# Goal of the exercise
From the line below that contains "self.block_size = bytes.clamp(MIN_BLOCK_SIZE, MAX_BLOCK_SIZE);" to the line that contains "pub fn staging_mut(&mut", repeat every line exactly, both ends included, and nothing else.

Items from a data source:
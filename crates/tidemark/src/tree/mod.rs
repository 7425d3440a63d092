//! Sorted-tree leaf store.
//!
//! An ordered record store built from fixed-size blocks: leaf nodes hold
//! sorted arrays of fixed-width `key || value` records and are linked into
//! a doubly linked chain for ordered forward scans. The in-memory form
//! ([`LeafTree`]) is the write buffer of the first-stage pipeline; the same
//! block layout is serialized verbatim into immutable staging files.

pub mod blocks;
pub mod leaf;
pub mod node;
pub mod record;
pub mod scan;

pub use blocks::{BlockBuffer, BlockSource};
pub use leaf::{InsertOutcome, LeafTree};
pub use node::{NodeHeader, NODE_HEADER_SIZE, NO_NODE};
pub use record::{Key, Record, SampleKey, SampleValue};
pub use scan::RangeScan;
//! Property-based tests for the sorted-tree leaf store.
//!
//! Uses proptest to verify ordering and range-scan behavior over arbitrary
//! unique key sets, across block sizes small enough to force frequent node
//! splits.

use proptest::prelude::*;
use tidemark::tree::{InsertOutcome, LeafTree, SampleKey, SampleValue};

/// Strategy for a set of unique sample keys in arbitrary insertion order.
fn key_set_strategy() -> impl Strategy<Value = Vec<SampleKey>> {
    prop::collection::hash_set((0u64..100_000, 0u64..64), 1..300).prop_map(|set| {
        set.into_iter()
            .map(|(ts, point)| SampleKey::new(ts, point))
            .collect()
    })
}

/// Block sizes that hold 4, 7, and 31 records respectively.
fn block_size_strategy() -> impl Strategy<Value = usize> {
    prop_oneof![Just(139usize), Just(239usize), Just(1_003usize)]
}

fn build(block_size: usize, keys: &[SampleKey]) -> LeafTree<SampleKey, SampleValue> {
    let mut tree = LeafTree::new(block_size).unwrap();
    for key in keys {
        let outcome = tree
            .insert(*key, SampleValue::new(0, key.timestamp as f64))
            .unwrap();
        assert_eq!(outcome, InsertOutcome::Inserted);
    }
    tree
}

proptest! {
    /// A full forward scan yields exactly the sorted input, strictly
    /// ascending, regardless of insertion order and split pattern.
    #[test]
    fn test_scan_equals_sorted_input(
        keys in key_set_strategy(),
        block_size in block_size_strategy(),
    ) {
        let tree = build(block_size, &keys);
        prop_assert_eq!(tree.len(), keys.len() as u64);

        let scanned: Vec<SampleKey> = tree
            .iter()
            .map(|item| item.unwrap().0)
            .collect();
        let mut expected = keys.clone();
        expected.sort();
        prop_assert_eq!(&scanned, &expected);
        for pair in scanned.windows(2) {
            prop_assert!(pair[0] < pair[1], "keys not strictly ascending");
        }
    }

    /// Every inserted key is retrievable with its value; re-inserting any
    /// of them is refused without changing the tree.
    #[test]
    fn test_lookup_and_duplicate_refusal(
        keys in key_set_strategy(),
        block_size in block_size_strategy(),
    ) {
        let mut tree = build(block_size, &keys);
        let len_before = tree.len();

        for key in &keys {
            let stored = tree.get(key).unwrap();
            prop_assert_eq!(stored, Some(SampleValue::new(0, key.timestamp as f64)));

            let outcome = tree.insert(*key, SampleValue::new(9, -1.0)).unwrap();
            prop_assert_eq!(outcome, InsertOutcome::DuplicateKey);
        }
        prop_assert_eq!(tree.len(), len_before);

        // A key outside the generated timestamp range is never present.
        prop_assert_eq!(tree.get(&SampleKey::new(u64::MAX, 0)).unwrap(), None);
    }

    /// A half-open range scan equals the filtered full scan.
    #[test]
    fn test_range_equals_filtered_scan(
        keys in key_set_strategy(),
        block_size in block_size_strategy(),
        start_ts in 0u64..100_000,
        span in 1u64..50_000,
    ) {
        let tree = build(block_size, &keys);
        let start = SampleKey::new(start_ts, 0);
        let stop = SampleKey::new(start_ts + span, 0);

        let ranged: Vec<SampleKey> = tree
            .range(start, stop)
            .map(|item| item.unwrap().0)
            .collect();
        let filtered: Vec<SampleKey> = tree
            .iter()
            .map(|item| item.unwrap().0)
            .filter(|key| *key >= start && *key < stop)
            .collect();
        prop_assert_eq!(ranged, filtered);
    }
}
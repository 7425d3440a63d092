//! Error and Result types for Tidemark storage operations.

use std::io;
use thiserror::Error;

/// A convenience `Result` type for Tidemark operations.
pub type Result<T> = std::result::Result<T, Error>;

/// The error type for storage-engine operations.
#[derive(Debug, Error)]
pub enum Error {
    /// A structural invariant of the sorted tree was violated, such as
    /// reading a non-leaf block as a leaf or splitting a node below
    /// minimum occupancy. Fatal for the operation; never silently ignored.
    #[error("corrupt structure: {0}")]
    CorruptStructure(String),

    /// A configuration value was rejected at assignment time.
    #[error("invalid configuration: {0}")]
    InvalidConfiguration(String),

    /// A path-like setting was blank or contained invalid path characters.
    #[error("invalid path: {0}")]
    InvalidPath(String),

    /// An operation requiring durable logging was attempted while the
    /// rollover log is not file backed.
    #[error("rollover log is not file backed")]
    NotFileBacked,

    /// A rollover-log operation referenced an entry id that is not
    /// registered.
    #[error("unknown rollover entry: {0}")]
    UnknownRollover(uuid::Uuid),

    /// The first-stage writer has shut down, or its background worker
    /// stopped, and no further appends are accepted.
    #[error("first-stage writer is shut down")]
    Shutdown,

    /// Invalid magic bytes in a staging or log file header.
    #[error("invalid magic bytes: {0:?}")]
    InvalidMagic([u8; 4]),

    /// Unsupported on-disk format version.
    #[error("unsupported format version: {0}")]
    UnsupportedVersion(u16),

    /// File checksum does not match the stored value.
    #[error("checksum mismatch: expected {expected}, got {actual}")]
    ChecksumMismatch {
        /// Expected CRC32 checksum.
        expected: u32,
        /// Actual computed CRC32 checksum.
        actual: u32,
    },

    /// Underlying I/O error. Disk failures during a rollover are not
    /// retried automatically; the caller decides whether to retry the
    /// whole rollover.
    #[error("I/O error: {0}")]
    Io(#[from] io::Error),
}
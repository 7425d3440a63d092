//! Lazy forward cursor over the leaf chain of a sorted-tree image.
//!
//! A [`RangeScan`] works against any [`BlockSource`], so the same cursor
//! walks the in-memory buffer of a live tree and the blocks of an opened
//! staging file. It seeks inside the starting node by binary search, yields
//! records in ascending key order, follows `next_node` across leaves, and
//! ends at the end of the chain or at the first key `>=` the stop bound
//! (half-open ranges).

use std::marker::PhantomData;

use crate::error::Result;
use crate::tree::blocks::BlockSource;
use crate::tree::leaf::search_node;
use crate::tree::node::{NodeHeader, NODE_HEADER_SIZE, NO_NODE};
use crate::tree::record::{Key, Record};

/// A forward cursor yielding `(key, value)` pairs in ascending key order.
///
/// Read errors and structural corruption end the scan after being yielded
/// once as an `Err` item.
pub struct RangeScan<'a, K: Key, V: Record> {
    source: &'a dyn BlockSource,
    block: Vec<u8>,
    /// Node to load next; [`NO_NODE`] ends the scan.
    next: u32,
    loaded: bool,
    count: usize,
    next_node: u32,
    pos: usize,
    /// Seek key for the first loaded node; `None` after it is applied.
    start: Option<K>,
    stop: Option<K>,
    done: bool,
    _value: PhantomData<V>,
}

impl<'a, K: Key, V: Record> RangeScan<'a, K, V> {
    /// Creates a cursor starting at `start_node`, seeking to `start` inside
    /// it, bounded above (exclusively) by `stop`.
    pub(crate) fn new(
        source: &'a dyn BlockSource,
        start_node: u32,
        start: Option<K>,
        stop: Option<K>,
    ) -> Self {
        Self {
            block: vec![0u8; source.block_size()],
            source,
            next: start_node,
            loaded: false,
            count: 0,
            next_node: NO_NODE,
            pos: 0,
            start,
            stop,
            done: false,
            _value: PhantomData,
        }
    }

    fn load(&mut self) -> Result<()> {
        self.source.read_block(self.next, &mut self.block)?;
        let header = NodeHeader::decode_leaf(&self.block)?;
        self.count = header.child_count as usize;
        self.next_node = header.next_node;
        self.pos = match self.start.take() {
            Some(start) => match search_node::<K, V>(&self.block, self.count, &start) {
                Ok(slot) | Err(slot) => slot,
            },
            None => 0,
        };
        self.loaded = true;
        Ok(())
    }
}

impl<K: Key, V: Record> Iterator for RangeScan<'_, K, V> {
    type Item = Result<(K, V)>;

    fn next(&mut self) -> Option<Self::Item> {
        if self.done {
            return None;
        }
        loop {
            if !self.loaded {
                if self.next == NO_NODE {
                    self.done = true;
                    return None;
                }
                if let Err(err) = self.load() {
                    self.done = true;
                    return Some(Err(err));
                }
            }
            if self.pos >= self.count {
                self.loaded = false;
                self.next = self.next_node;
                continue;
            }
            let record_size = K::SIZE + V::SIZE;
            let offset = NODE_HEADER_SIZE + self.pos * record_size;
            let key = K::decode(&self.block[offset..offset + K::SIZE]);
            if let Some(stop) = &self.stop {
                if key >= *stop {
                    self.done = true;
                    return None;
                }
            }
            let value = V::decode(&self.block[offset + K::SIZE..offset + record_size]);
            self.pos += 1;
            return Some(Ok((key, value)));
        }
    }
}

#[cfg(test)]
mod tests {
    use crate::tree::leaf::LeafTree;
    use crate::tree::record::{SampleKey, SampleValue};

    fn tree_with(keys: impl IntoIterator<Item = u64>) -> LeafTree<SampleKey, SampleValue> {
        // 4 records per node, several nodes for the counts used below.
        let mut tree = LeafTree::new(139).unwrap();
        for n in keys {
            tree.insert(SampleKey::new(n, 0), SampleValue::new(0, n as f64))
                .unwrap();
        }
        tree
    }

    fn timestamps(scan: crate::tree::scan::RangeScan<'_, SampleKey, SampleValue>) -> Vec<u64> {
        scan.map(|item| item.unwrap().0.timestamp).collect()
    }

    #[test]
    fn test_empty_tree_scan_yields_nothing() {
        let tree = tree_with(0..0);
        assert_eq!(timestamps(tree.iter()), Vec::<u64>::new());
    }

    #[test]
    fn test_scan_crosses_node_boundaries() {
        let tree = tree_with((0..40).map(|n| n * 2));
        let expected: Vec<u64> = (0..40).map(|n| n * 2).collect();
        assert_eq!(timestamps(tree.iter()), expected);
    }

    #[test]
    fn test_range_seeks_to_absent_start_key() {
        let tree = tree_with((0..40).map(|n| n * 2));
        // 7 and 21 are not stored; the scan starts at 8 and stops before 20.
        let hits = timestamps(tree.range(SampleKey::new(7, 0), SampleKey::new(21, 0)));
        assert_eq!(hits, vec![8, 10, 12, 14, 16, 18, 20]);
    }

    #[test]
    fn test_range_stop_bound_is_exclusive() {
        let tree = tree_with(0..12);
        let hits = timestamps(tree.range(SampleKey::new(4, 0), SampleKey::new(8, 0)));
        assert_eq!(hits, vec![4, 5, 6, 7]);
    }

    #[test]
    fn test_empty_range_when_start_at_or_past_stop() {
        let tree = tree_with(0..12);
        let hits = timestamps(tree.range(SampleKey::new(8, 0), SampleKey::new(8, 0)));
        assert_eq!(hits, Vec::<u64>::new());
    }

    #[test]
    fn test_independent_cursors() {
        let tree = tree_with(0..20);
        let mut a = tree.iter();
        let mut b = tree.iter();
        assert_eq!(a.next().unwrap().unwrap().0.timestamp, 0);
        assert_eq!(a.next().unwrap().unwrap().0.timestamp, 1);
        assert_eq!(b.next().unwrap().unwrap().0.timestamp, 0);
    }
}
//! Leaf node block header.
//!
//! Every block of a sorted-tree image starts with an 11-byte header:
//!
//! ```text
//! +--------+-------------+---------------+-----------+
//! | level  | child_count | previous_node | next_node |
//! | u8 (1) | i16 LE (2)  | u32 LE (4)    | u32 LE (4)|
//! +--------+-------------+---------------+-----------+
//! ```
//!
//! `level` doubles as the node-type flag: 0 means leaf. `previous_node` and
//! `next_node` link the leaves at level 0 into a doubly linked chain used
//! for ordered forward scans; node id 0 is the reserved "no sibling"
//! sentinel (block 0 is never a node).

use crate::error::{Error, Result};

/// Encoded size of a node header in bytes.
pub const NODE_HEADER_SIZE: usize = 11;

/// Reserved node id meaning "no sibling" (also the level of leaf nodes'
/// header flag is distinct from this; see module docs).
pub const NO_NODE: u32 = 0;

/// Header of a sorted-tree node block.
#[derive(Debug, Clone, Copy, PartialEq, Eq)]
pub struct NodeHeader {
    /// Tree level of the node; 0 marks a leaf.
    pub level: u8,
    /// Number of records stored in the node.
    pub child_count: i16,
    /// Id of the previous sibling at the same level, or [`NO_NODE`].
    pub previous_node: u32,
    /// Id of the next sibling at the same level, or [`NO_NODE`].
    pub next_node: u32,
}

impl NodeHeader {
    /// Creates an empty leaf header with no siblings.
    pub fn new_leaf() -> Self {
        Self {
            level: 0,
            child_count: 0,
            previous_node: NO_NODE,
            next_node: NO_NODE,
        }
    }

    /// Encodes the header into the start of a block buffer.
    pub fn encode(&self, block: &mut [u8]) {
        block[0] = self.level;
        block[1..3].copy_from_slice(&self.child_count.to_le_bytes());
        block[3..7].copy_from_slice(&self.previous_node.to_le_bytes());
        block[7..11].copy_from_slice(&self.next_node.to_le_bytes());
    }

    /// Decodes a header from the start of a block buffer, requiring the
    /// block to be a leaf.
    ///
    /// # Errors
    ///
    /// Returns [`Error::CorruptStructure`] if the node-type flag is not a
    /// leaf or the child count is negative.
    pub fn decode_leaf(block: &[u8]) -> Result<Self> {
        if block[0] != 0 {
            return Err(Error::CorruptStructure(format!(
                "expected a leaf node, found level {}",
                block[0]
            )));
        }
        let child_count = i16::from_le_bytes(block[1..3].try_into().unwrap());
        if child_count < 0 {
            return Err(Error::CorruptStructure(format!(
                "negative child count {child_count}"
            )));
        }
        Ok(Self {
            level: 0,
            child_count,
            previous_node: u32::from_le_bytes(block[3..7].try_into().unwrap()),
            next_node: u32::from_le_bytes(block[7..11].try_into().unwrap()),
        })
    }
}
...
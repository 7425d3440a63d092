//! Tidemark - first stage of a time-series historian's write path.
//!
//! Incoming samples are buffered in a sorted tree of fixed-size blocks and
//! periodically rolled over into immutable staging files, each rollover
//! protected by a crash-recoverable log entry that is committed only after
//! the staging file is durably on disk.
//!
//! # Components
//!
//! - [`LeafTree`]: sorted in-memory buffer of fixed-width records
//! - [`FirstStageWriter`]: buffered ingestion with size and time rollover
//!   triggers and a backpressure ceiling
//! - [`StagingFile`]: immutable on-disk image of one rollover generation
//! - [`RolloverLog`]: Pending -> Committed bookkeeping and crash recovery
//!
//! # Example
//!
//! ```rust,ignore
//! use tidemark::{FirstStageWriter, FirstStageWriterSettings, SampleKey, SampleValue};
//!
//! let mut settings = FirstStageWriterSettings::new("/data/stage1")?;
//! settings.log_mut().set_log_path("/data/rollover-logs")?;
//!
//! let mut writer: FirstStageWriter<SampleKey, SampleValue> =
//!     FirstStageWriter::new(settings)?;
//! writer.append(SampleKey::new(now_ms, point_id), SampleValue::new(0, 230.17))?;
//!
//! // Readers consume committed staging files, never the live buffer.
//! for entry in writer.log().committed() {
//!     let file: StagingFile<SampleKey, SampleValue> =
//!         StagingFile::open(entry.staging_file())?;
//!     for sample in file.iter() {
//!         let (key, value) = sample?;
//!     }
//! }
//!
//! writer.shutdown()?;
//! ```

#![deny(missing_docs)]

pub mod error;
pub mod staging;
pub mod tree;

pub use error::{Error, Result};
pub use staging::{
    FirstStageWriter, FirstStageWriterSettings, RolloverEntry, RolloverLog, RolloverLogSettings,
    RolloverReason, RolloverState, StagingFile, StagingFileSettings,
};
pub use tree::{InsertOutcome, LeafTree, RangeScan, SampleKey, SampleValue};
...
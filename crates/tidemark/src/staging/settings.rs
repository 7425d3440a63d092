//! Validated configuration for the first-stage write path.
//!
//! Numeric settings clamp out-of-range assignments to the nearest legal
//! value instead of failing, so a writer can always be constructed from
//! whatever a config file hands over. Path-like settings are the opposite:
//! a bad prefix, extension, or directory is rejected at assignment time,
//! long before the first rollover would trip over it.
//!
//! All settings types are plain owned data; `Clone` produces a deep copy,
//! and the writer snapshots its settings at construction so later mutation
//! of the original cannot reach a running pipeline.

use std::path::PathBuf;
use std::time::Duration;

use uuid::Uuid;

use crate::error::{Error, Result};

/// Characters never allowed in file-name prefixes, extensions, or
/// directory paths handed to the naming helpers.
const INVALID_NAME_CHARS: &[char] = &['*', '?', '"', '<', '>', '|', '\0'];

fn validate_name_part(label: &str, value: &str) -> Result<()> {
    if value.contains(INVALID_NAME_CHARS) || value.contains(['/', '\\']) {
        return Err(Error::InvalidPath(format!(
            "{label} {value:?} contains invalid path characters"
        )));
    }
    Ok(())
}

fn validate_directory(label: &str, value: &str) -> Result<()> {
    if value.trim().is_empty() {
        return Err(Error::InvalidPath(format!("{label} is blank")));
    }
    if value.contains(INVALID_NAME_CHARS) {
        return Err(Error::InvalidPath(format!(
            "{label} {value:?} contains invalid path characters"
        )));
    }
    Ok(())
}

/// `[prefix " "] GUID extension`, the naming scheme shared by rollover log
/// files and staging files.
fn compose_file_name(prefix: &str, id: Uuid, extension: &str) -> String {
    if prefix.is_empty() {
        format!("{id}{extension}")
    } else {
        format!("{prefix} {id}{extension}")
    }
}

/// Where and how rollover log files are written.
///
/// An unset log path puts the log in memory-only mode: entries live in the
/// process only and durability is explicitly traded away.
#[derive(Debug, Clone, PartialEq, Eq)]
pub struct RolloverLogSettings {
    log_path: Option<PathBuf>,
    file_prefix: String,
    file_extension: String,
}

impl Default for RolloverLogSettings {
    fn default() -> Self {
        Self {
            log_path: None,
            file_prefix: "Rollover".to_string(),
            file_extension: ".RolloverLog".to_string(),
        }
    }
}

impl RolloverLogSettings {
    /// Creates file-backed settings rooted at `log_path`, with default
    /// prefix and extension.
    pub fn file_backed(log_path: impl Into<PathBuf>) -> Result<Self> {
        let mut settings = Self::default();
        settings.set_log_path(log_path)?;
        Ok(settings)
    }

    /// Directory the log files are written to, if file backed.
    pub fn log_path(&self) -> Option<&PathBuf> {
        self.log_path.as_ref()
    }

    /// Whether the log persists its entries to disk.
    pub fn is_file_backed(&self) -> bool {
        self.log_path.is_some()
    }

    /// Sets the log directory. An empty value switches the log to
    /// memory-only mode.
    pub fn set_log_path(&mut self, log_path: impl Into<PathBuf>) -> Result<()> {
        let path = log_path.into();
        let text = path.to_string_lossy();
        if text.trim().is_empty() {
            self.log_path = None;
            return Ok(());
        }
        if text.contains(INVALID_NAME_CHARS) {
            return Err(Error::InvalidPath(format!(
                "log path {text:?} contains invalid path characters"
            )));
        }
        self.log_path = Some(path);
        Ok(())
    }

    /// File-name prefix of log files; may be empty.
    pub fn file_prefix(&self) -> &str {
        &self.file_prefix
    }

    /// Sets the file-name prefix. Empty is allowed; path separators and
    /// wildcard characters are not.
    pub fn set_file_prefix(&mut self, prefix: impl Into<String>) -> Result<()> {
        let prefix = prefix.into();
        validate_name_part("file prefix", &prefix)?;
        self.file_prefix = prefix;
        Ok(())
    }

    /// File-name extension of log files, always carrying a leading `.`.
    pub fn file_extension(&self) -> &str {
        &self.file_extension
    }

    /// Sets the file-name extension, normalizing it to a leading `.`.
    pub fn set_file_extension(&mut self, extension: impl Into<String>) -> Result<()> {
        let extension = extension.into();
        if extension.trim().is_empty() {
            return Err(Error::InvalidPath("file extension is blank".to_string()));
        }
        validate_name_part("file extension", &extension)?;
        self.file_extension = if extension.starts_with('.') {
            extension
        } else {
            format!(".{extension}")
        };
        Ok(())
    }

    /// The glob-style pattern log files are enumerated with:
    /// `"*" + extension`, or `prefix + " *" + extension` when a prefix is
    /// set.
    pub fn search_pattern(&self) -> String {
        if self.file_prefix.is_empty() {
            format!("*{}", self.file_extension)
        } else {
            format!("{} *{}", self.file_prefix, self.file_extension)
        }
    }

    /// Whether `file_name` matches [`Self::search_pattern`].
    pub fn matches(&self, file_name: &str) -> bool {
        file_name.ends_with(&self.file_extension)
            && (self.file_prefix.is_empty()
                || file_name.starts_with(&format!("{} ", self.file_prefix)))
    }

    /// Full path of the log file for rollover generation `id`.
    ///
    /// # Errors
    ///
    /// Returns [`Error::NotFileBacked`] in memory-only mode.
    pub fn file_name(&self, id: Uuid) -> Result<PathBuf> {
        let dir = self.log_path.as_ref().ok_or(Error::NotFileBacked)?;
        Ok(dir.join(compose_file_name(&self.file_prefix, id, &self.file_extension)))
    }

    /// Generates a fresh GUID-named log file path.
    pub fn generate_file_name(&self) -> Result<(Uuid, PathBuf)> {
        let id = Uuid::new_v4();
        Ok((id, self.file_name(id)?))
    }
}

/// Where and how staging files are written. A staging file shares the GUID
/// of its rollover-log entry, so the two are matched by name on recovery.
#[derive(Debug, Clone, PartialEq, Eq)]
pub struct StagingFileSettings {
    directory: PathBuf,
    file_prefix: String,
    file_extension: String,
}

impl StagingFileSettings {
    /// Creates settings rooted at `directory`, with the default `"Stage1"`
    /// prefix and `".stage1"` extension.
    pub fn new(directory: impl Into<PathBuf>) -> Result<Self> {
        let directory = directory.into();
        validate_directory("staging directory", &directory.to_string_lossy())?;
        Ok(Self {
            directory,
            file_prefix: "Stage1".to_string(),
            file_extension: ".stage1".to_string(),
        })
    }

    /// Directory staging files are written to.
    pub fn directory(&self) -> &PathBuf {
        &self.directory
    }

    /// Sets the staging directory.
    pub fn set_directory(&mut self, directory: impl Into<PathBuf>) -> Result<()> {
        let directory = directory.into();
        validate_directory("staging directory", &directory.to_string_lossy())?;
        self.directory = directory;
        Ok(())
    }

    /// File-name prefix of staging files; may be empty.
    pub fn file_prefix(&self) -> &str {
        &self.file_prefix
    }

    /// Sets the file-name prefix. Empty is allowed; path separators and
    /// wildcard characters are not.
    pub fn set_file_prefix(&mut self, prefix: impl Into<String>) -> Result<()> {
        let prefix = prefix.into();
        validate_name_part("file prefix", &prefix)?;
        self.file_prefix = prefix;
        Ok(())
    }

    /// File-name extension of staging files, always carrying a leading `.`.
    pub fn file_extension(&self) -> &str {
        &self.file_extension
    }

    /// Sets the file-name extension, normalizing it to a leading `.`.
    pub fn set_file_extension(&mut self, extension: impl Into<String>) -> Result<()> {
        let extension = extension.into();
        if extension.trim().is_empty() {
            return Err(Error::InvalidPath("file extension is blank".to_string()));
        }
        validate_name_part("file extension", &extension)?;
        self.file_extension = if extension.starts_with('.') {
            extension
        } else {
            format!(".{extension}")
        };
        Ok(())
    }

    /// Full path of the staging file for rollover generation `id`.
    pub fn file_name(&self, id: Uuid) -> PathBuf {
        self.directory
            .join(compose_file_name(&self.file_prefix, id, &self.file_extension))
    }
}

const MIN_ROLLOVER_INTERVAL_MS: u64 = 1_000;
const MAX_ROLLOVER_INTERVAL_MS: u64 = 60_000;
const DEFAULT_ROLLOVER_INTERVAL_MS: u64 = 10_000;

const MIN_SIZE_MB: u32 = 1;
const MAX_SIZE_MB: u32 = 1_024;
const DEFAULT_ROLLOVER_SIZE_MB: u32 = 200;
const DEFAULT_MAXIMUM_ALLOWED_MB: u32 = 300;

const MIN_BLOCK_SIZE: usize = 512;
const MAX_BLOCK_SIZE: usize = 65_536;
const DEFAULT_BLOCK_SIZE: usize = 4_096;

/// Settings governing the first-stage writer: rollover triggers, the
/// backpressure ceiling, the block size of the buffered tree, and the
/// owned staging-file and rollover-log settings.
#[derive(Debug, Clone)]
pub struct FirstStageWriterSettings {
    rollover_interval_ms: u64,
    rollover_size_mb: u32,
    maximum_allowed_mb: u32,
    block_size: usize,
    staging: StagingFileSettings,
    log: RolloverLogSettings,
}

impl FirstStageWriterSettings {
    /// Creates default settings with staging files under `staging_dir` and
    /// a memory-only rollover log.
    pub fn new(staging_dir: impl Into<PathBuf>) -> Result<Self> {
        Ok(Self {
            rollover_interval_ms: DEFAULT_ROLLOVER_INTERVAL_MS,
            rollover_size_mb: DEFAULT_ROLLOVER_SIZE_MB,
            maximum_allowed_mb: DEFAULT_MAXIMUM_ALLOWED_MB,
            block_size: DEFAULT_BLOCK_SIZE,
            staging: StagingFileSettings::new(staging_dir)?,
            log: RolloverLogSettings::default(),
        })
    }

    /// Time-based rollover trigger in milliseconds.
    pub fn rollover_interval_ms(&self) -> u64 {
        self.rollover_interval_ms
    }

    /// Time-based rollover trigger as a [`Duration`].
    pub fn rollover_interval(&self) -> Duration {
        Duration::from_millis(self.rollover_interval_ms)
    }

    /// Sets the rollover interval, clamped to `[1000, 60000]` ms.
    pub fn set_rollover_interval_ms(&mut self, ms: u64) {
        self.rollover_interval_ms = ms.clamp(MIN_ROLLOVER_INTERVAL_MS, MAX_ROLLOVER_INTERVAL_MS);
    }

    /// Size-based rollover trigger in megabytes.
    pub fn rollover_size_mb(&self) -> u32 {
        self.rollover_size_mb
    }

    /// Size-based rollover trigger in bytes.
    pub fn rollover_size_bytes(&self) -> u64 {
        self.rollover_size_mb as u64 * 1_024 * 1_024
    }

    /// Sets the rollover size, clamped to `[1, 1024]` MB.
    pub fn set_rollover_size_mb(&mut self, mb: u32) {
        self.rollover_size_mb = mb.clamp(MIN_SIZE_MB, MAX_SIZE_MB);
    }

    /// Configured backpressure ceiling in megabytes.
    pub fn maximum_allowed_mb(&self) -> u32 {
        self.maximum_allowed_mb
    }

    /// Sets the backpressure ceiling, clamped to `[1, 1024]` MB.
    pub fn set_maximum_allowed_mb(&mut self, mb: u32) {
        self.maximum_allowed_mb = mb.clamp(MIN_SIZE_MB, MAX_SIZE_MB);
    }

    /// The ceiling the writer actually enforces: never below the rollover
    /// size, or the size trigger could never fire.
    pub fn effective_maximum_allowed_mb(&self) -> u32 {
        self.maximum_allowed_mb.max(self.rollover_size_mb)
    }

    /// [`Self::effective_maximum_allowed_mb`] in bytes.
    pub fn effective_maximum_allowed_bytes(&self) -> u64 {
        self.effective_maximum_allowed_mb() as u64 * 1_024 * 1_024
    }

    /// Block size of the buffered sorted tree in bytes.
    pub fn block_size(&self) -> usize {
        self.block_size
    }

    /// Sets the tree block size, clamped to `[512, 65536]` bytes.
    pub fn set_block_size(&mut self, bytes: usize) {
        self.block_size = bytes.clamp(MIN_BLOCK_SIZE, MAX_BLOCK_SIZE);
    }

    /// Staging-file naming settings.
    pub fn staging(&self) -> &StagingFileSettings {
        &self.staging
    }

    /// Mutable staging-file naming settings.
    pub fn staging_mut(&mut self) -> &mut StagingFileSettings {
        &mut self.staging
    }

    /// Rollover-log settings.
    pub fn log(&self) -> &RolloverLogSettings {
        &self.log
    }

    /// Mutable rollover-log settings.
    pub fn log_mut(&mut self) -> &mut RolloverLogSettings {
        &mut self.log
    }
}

# Task output
        self.block_size = bytes.clamp(MIN_BLOCK_SIZE, MAX_BLOCK_SIZE);
    }

    /// Staging-file naming settings.
    pub fn staging(&self) -> &StagingFileSettings {
        &self.staging
    }

    /// Mutable staging-file naming settings.
    pub fn staging_mut(&mut self) -> &mut StagingFileSettings {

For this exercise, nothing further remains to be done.